Adam Liptak, Execution Case Highlights the Power of One Vote, N.Y. Times, Jan. 6, 2015, http://www.nytimes.com/2015/01/26/us/in-taking-up-execution-drugs-case-justices-highlight-importance-of-a-single-vote.html?_r=0;

Author Linda Greenhouse also commented that adoption of this “sensible idea” would “save the court from itself."
Linda Greenhouse, The Supreme Court’s Death Trap, N.Y Times, Apr. 1, 2015, http://www.nytimes.com/2015/04/01/opinion/the-supreme-courts-death-trap.html

There was a similar flurry in another case at the end of 2016.
Adam Liptak, The Lethal Gaps in How the Supreme Court Handles the Death Penalty, N.Y. Times, Dec. 12, 2016, https://www.nytimes.com/2016/12/12/us/politics/the-lethal-gaps-in-how-the-supreme-court-handles-the-death-penalty.html

Speaker Information

Eric M. Freedman, Siggi B. Wilzig Distinguished Professor of Constitutional Rights, has two primary areas of academic interest. One is constitutional law and history, with a special emphasis on the history of the Revolutionary period, First Amendment topics, and separation of powers, including remedies for presidential misconduct. The second is litigation-centered and includes the fields of civil and criminal procedure and strategy, with a focus on the death penalty and habeas corpus.

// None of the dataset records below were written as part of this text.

//! [`Registry`]: the record service every endpoint goes through.
//!
//! The registry owns the one non-trivial contract of the system: a record's
//! QR artifact is rendered from its roll number at creation, re-rendered on
//! update only when the roll number changed, and both artifacts are released
//! when the record is deleted. Files written for an operation that then fails
//! are removed again, so an aborted save leaves no orphaned blobs.

use serde::Serialize;
use tracing::{info, warn};
use uuid::Uuid;

use crate::{
  Error, Result,
  artifact::{ArtifactRenderer, qr_file_name},
  blob::{BlobKind, BlobRef, BlobStore, Upload},
  export::build_csv,
  form::{DUPLICATE_ROLL_NO, EMPTY_FILE, FieldErrors, REQUIRED},
  page::{self, Page},
  record::{NewRecord, Record, RecordFields, RecordProjection},
  store::{GroupCount, GroupField, RecordFilter, RecordQuery, RecordStore},
};

/// Aggregate counts, computed on demand.
#[derive(Debug, Clone, Serialize)]
pub struct Stats {
  pub total_students: u64,
  pub by_department:  Vec<GroupCount>,
  pub by_role:        Vec<GroupCount>,
  pub by_grade:       Vec<GroupCount>,
}

fn store_error<E: std::error::Error + Send + Sync + 'static>(e: E) -> Error {
  Error::Store(Box::new(e))
}

fn blob_error<E: std::error::Error + Send + Sync + 'static>(e: E) -> Error {
  Error::Blob(Box::new(e))
}

/// Record operations over a store `S`, a blob store `B` and a QR renderer `R`.
pub struct Registry<S, B, R> {
  store:    S,
  blobs:    B,
  renderer: R,
}

impl<S, B, R> Registry<S, B, R>
where
  S: RecordStore,
  B: BlobStore,
  R: ArtifactRenderer,
{
  pub fn new(store: S, blobs: B, renderer: R) -> Self {
    Self { store, blobs, renderer }
  }

  pub fn store(&self) -> &S { &self.store }

  pub fn blobs(&self) -> &B { &self.blobs }

  // ── Writes ──────────────────────────────────────────────────────────────

  /// Validate, render the QR artifact, store both files and insert the row.
  pub async fn create(&self, fields: RecordFields, photo: Option<Upload>) -> Result<Record> {
    let mut errors = FieldErrors::from(fields.validate());
    let photo = match photo {
      Some(p) if !p.bytes.is_empty() => Some(p),
      Some(_) => {
        errors.add("photo", EMPTY_FILE);
        None
      }
      None => {
        errors.add("photo", REQUIRED);
        None
      }
    };
    self.check_roll_no(&fields.roll_no, None, &mut errors).await?;
    let (Some(photo), true) = (photo, errors.is_empty()) else {
      return Err(Error::Validation(errors));
    };

    let qr_png = self.render_qr(&fields.roll_no)?;

    let photo_ref = self
      .put(BlobKind::Photo, &photo.file_name, &photo.media_type, &photo.bytes)
      .await?;
    let qr_ref = match self
      .put(
        BlobKind::QrCode,
        &qr_file_name(&fields.student_name),
        self.renderer.media_type(),
        &qr_png,
      )
      .await
    {
      Ok(r) => r,
      Err(e) => {
        self.release(&[photo_ref]).await;
        return Err(e);
      }
    };

    let input = NewRecord { fields, photo: photo_ref.clone(), qr_code: qr_ref.clone() };
    let record = match self.store.insert(input).await {
      Ok(r) => r,
      Err(e) => {
        self.release(&[photo_ref, qr_ref]).await;
        return Err(store_error(e));
      }
    };

    info!(record_id = %record.id, roll_no = %record.fields.roll_no, "record created");
    Ok(record)
  }

  /// Replace the editable fields of record `id`.
  ///
  /// The QR artifact is re-rendered only if the roll number differs from the
  /// stored one; otherwise the existing file is kept untouched. `photo` is
  /// optional: `None` keeps the current photo.
  pub async fn update(
    &self,
    id: Uuid,
    fields: RecordFields,
    photo: Option<Upload>,
  ) -> Result<Record> {
    let current = self
      .store
      .get(id)
      .await
      .map_err(store_error)?
      .ok_or(Error::RecordNotFound(id))?;

    let mut errors = FieldErrors::from(fields.validate());
    if let Some(p) = &photo
      && p.bytes.is_empty()
    {
      errors.add("photo", EMPTY_FILE);
    }
    self.check_roll_no(&fields.roll_no, Some(id), &mut errors).await?;
    if !errors.is_empty() {
      return Err(Error::Validation(errors));
    }

    let mut fresh: Vec<BlobRef> = Vec::new();

    let qr_code = if fields.roll_no != current.fields.roll_no {
      let qr_png = self.render_qr(&fields.roll_no)?;
      let r = self
        .put(
          BlobKind::QrCode,
          &qr_file_name(&fields.student_name),
          self.renderer.media_type(),
          &qr_png,
        )
        .await?;
      fresh.push(r.clone());
      r
    } else {
      current.qr_code.clone()
    };

    let photo_ref = match photo {
      Some(upload) => {
        match self
          .put(BlobKind::Photo, &upload.file_name, &upload.media_type, &upload.bytes)
          .await
        {
          Ok(r) => {
            fresh.push(r.clone());
            r
          }
          Err(e) => {
            self.release(&fresh).await;
            return Err(e);
          }
        }
      }
      None => current.photo.clone(),
    };

    let replacement = NewRecord { fields, photo: photo_ref, qr_code };
    let updated = match self.store.update(id, replacement).await {
      Ok(Some(r)) => r,
      Ok(None) => {
        self.release(&fresh).await;
        return Err(Error::RecordNotFound(id));
      }
      Err(e) => {
        self.release(&fresh).await;
        return Err(store_error(e));
      }
    };

    let replaced: Vec<BlobRef> = [
      (&current.photo, &updated.photo),
      (&current.qr_code, &updated.qr_code),
    ]
    .into_iter()
    .filter(|(old, new)| old.path != new.path)
    .map(|(old, _)| old.clone())
    .collect();
    self.release(&replaced).await;

    info!(
      record_id = %id,
      roll_no = %updated.fields.roll_no,
      qr_regenerated = current.qr_code.path != updated.qr_code.path,
      "record updated"
    );
    Ok(updated)
  }

  /// Delete record `id` and release its photo and QR files.
  ///
  /// File removal is best effort: failures are logged and the deletion still
  /// succeeds.
  pub async fn delete(&self, id: Uuid) -> Result<Record> {
    let removed = self
      .store
      .delete(id)
      .await
      .map_err(store_error)?
      .ok_or(Error::RecordNotFound(id))?;

    self
      .release(&[removed.photo.clone(), removed.qr_code.clone()])
      .await;

    info!(record_id = %id, roll_no = %removed.fields.roll_no, "record deleted");
    Ok(removed)
  }

  // ── Reads ───────────────────────────────────────────────────────────────

  pub async fn get(&self, id: Uuid) -> Result<Record> {
    self
      .store
      .get(id)
      .await
      .map_err(store_error)?
      .ok_or(Error::RecordNotFound(id))
  }

  /// Resolve a scanned QR payload to the record it identifies.
  pub async fn verify(&self, scanned: &str) -> Result<RecordProjection> {
    self
      .store
      .find_by_roll_no(scanned)
      .await
      .map_err(store_error)?
      .map(|r| r.projection())
      .ok_or_else(|| Error::RollNumberNotFound(scanned.to_owned()))
  }

  /// One page of records matching `filter`. `raw_page` is the unparsed
  /// `?page=` value; see [`page::resolve`] for how it is interpreted.
  pub async fn list_page(
    &self,
    filter: &RecordFilter,
    raw_page: Option<&str>,
    page_size: usize,
  ) -> Result<Page<Record>> {
    let total = self.store.count(filter).await.map_err(store_error)?;
    let number = page::resolve(raw_page, page::num_pages(total, page_size));

    let query = RecordQuery {
      filter: filter.clone(),
      limit:  Some(page_size),
      offset: page::offset(number, page_size),
    };
    let items = self.store.list(&query).await.map_err(store_error)?;

    Ok(Page::new(items, number, page_size, total))
  }

  /// Every record matching `filter`, newest first.
  pub async fn list_all(&self, filter: &RecordFilter) -> Result<Vec<Record>> {
    let query = RecordQuery { filter: filter.clone(), ..RecordQuery::default() };
    self.store.list(&query).await.map_err(store_error)
  }

  pub async fn stats(&self) -> Result<Stats> {
    Ok(Stats {
      total_students: self
        .store
        .count(&RecordFilter::default())
        .await
        .map_err(store_error)?,
      by_department:  self.group(GroupField::Department).await?,
      by_role:        self.group(GroupField::Role).await?,
      by_grade:       self.group(GroupField::Grade).await?,
    })
  }

  /// Full, unfiltered CSV dump.
  pub async fn export_csv(&self) -> Result<String> {
    let records = self.list_all(&RecordFilter::default()).await?;
    Ok(build_csv(&records))
  }

  // ── Helpers ─────────────────────────────────────────────────────────────

  async fn group(&self, field: GroupField) -> Result<Vec<GroupCount>> {
    self.store.count_by(field).await.map_err(store_error)
  }

  fn render_qr(&self, roll_no: &str) -> Result<Vec<u8>> {
    self
      .renderer
      .render(roll_no)
      .map_err(|e| Error::Artifact(Box::new(e)))
  }

  async fn put(
    &self,
    kind: BlobKind,
    file_name: &str,
    media_type: &str,
    bytes: &[u8],
  ) -> Result<BlobRef> {
    self
      .blobs
      .put(kind, file_name, media_type, bytes)
      .await
      .map_err(blob_error)
  }

  /// Remove blobs, logging instead of failing.
  async fn release(&self, blobs: &[BlobRef]) {
    for blob in blobs {
      if let Err(e) = self.blobs.remove(blob).await {
        warn!(path = %blob.path, error = %e, "failed to remove blob");
      }
    }
  }

  /// Add a field error if `roll_no` already belongs to a record other than
  /// `exclude`.
  async fn check_roll_no(
    &self,
    roll_no: &str,
    exclude: Option<Uuid>,
    errors: &mut FieldErrors,
  ) -> Result<()> {
    if roll_no.trim().is_empty() {
      return Ok(());
    }
    let existing = self
      .store
      .find_by_roll_no(roll_no)
      .await
      .map_err(store_error)?;
    if let Some(existing) = existing
      && Some(existing.id) != exclude
    {
      errors.add("roll_no", DUPLICATE_ROLL_NO);
    }
    Ok(())
  }
}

He has testified on these matters before Congress and other legislative bodies, and is regularly quoted in the media. He is also actively involved in the continuing professional education of lawyers and judges, and in providing pro bono litigation advice and representation.

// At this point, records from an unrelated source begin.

//! CSV export, the statistics dashboard and the per-department listing.

use axum::{
  Json,
  extract::State,
  http::header,
  response::IntoResponse,
};
use roster_api::{
  extract::{Path, Query},
  stats::stats_body,
};
use roster_core::{
  export::CSV_FILE_NAME,
  page::{DEPARTMENT_PAGE_SIZE, Page},
  record::{Choice, Department, Record},
  store::{RecordFilter, RecordStore},
};
use serde::{Deserialize, Serialize};
use serde_json::Value;

use crate::{AppState, Error};

/// `GET /export-csv/`
pub async fn export_csv<S>(State(state): State<AppState<S>>) -> Result<impl IntoResponse, Error>
where
  S: RecordStore + 'static,
{
  let csv = state.registry.export_csv().await?;
  Ok((
    [
      (header::CONTENT_TYPE, "text/csv".to_owned()),
      (
        header::CONTENT_DISPOSITION,
        format!("attachment; filename=\"{CSV_FILE_NAME}\""),
      ),
    ],
    csv,
  ))
}

/// `GET /dashboard/`
pub async fn dashboard<S>(State(state): State<AppState<S>>) -> Result<Json<Value>, Error>
where
  S: RecordStore + 'static,
{
  let stats = state.registry.stats().await?;
  Ok(Json(stats_body(&stats)))
}

#[derive(Debug, Deserialize)]
pub struct PageParams {
  pub page: Option<String>,
}

#[derive(Debug, Serialize)]
pub struct DepartmentView {
  pub students:         Page<Record>,
  pub department:       Department,
  pub department_label: &'static str,
  pub total_count:      u64,
}

/// `GET /department/{department}/[?page=…]`
pub async fn department<S>(
  State(state): State<AppState<S>>,
  Path(department): Path<Department>,
  Query(params): Query<PageParams>,
) -> Result<Json<DepartmentView>, Error>
where
  S: RecordStore + 'static,
{
  let students = state
    .registry
    .list_page(
      &RecordFilter::department(department),
      params.page.as_deref(),
      DEPARTMENT_PAGE_SIZE,
    )
    .await?;

  Ok(Json(DepartmentView {
    total_count: students.total_items,
    department_label: department.label(),
    department,
    students,
  }))
}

In addition to numerous articles in professional journals, Professor Freedman is the author of Habeas Corpus: Rethinking the Great Writ of Liberty, and of the forthcoming Making Habeas Work: A Legal History, both publications of New York University Press. He has been named the John DeWitt Gregory Scholar for 2018-19 to pursue his research.

Professor Freedman serves as the reporter for the ABA's Guidelines for the Appointment and Performance of Defense Counsel in Capital Cases, which were released at a conference at Hofstra’s Maurice A. Deane School of Law and are regularly relied upon by courts at all levels. He is a recipient of the Dybwad Humanitarian Award of the American Association on Mental Retardation for his work in exonerating an innocent death row inmate in Virginia.

Eric Freedman is a graduate of the Phillips Exeter Academy, Yale College and Yale Law School, and earned an MA in history from Victoria University of Wellington, New Zealand, while holding a Fulbright scholarship there. Before coming to Hofstra, he practiced law at a major New York City firm and held a judicial clerkship on the United States Court of Appeals for the Second Circuit.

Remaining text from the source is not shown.